> Task description:
Below are records; copy exactly the line containing "unlocked by a user." and every line after it, through the last.

> Record set:
%%

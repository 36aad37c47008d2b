//! Repository for the `achievements` table.

use devquest_core::types::DbId;
use sqlx::PgPool;

use crate::models::achievement::Achievement;

/// Column list shared across queries to avoid repetition.
const COLUMNS: &str = "id, user_id, criterion, name, description, icon, unlocked_at";

/// Provides read and unlock operations for achievements.
///
/// The progression engine's achievement checker is the only writer.
pub struct AchievementRepo;

impl AchievementRepo {
    /// List all achievements for a user, most recently unlocked first.
    pub async fn list_for_user(
        pool: &PgPool,
        user_id: DbId,
    ) -> Result<Vec<Achievement>, sqlx::Error> {
        let query = format!(
            "SELECT {COLUMNS} FROM achievements WHERE user_id = $1 ORDER BY unlocked_at DESC"
        );
        sqlx::query_as::<_, Achievement>(&query)
            .bind(user_id)
            .fetch_all(pool)
            .await
    }

    /// The criterion keys already unlocked by a user.
    pub async fn criteria_for_user(
        pool: &PgPool,
        user_id: DbId,
    ) -> Result<Vec<String>, sqlx::Error> {
        sqlx::query_scalar("SELECT criterion FROM achievements WHERE user_id = $1")
            .bind(user_id)
            .fetch_all(pool)
            .await
    }

    /// Insert an achievement record if it does not already exist.
    ///
    /// Idempotent via `ON CONFLICT DO NOTHING` on the
    /// `uq_achievements_user_criterion` constraint: returns `Some` with the
    /// created row only when this call actually inserted it, `None` when a
    /// concurrent check got there first. "Already exists" is success, not an
    /// error.
    pub async fn unlock(
        pool: &PgPool,
        user_id: DbId,
        criterion: &str,
        name: &str,
        description: &str,
        icon: &str,
    ) -> Result<Option<Achievement>, sqlx::Error> {
        let query = format!(
            "INSERT INTO achievements (user_id, criterion, name, description, icon)
             VALUES ($1, $2, $3, $4, $5)
             ON CONFLICT ON CONSTRAINT uq_achievements_user_criterion DO NOTHING
             RETURNING {COLUMNS}"
        );
        sqlx::query_as::<_, Achievement>(&query)
            .bind(user_id)
            .bind(criterion)
            .bind(name)
            .bind(description)
            .bind(icon)
            .fetch_optional(pool)
            .await
    }
}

%%

> Solved problem:
    /// The criterion keys already unlocked by a user.
    pub async fn criteria_for_user(
        pool: &PgPool,
        user_id: DbId,
    ) -> Result<Vec<String>, sqlx::Error> {
        sqlx::query_scalar("SELECT criterion FROM achievements WHERE user_id = $1")
            .bind(user_id)
            .fetch_all(pool)
            .await
    }

    /// Insert an achievement record if it does not already exist.
    ///
    /// Idempotent via `ON CONFLICT DO NOTHING` on the
    /// `uq_achievements_user_criterion` constraint: returns `Some` with the
    /// created row only when this call actually inserted it, `None` when a
    /// concurrent check got there first. "Already exists" is success, not an
    /// error.
    pub async fn unlock(
        pool: &PgPool,
        user_id: DbId,
        criterion: &str,
        name: &str,
        description: &str,
        icon: &str,
    ) -> Result<Option<Achievement>, sqlx::Error> {
        let query = format!(
            "INSERT INTO achievements (user_id, criterion, name, description, icon)
             VALUES ($1, $2, $3, $4, $5)
             ON CONFLICT ON CONSTRAINT uq_achievements_user_criterion DO NOTHING
             RETURNING {COLUMNS}"
        );
        sqlx::query_as::<_, Achievement>(&query)
            .bind(user_id)
            .bind(criterion)
            .bind(name)
            .bind(description)
            .bind(icon)
            .fetch_optional(pool)
            .await
    }
}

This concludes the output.